### YOUR ASSIGNMENT
Within the data below, determine how many lines contain "Text" and supply only that figure.

(Collected data)
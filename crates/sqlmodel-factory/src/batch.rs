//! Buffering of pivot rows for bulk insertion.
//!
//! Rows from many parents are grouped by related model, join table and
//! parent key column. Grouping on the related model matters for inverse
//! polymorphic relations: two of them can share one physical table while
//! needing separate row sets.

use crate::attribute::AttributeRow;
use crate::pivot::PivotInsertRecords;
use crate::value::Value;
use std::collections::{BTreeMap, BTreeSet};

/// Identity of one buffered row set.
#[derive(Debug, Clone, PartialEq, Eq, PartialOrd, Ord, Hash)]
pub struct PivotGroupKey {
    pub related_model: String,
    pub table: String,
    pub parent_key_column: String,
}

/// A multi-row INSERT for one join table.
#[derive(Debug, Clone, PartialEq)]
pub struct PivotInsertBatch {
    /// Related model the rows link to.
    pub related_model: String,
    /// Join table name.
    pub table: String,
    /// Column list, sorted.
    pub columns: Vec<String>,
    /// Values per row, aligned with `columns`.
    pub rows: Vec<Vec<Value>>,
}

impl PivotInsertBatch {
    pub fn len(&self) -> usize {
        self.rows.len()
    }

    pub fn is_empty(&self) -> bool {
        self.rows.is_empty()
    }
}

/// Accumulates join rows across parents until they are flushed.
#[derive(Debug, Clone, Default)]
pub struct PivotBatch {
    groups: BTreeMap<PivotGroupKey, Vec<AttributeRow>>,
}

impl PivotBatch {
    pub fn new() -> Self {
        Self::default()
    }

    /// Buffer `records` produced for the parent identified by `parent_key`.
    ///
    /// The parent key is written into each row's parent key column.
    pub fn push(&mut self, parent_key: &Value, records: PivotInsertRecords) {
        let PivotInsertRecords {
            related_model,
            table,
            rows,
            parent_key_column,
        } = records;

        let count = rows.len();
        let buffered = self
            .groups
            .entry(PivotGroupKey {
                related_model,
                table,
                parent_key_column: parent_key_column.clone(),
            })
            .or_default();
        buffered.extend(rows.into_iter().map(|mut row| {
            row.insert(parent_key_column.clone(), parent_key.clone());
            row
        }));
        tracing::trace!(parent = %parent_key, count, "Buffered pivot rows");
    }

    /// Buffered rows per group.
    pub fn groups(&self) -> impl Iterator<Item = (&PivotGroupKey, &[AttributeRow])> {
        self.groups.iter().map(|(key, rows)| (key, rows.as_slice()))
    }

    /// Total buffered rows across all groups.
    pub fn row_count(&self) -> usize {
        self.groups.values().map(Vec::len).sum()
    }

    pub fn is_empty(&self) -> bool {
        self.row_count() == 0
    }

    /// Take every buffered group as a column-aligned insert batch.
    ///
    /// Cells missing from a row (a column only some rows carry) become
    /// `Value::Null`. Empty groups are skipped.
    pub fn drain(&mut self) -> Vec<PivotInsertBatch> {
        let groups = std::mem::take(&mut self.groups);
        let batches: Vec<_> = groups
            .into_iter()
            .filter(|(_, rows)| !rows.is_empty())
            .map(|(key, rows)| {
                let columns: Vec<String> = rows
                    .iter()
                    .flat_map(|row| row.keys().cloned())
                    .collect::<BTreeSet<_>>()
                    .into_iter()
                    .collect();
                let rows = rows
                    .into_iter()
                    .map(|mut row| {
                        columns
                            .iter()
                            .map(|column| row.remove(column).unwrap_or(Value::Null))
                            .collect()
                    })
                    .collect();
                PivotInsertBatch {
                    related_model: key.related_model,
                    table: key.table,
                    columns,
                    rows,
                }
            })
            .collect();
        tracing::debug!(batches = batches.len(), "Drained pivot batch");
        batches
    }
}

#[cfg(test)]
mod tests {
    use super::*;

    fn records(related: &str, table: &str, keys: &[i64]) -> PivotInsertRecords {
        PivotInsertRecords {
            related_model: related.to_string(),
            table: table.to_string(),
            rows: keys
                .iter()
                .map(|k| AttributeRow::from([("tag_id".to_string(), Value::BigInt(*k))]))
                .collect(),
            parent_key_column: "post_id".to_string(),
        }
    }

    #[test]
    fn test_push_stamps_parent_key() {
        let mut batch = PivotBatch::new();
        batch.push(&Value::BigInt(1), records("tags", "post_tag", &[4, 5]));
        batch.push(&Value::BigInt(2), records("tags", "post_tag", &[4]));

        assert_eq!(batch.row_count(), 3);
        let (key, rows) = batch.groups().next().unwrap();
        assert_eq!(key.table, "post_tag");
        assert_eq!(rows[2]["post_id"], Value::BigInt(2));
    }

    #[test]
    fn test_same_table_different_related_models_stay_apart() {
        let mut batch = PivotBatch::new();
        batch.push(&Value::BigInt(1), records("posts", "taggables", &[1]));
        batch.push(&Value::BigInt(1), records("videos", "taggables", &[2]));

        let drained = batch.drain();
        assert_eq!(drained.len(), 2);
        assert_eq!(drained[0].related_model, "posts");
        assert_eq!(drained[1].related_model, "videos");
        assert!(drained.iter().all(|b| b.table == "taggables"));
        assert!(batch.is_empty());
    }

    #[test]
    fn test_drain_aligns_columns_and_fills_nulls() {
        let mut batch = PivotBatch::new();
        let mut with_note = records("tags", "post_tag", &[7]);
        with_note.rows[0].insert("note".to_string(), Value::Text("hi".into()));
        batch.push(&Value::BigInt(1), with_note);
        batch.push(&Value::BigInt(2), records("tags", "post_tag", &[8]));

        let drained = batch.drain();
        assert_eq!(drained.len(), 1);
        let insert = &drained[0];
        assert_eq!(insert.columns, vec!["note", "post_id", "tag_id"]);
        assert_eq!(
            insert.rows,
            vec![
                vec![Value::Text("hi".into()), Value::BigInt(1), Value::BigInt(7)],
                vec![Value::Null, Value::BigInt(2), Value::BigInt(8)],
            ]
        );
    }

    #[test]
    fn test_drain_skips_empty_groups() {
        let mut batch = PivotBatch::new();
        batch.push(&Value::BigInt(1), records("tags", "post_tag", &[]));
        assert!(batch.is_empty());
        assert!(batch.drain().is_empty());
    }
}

### YOUR RESPONSE
2